* Action item
Start the output with the opening line of the listing below and continue, reproducing each line exactly, up to and including the line that contains "pub fn sniff(bytes: &[u8])".
⁂
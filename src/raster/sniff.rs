use serde::{Deserialize, Serialize};

/// Container format of a bare (header-less) image blob, detected from magic bytes.
#[derive(Clone, Copy, Debug, PartialEq, Eq, Hash, Serialize, Deserialize)]
#[serde(rename_all = "snake_case")]
pub enum RawFormat {
    /// `GIF87a` / `GIF89a`.
    Gif,
    /// JPEG SOI marker.
    Jpeg,
    /// PNG signature.
    Png,
    /// Windows bitmap (`BM`).
    Bmp,
    /// Nothing recognizable.
    Unknown,
}

const PNG_SIG: [u8; 8] = [0x89, b'P', b'N', b'G', 0x0D, 0x0A, 0x1A, 0x0A];

impl RawFormat {
    /// Detect the format from the leading bytes.
    pub fn sniff(bytes: &[u8]) -> Self {
        if bytes.starts_with(b"GIF87a") || bytes.starts_with(b"GIF89a") {
            Self::Gif
        } else if bytes.starts_with(&[0xFF, 0xD8, 0xFF]) {
            Self::Jpeg
        } else if bytes.starts_with(&PNG_SIG) {
            Self::Png
        } else if bytes.len() >= 14 && bytes.starts_with(b"BM") {
            Self::Bmp
        } else {
            Self::Unknown
        }
    }

    /// File extension used when exporting the blob.
    pub fn extension(self) -> &'static str {
        match self {
            Self::Gif => "gif",
            Self::Jpeg => "jpg",
            Self::Png => "png",
            Self::Bmp => "bmp",
            Self::Unknown => "bin",
        }
    }

    /// Matching `image` crate format, if decodable.
    pub fn image_format(self) -> Option<image::ImageFormat> {
        match self {
            Self::Gif => Some(image::ImageFormat::Gif),
            Self::Jpeg => Some(image::ImageFormat::Jpeg),
            Self::Png => Some(image::ImageFormat::Png),
            Self::Bmp => Some(image::ImageFormat::Bmp),
            Self::Unknown => None,
        }
    }
}

#[cfg(test)]
#[path = "../../tests/unit/raster/sniff.rs"]
mod tests;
⁂
* Task output
filename src/raster/sniff.rs
use serde::{Deserialize, Serialize};

/// Container format of a bare (header-less) image blob, detected from magic bytes.
#[derive(Clone, Copy, Debug, PartialEq, Eq, Hash, Serialize, Deserialize)]
#[serde(rename_all = "snake_case")]
pub enum RawFormat {
    /// `GIF87a` / `GIF89a`.
    Gif,
    /// JPEG SOI marker.
    Jpeg,
    /// PNG signature.
    Png,
    /// Windows bitmap (`BM`).
    Bmp,
    /// Nothing recognizable.
    Unknown,
}

const PNG_SIG: [u8; 8] = [0x89, b'P', b'N', b'G', 0x0D, 0x0A, 0x1A, 0x0A];

impl RawFormat {
    /// Detect the format from the leading bytes.
    pub fn sniff(bytes: &[u8]) -> Self {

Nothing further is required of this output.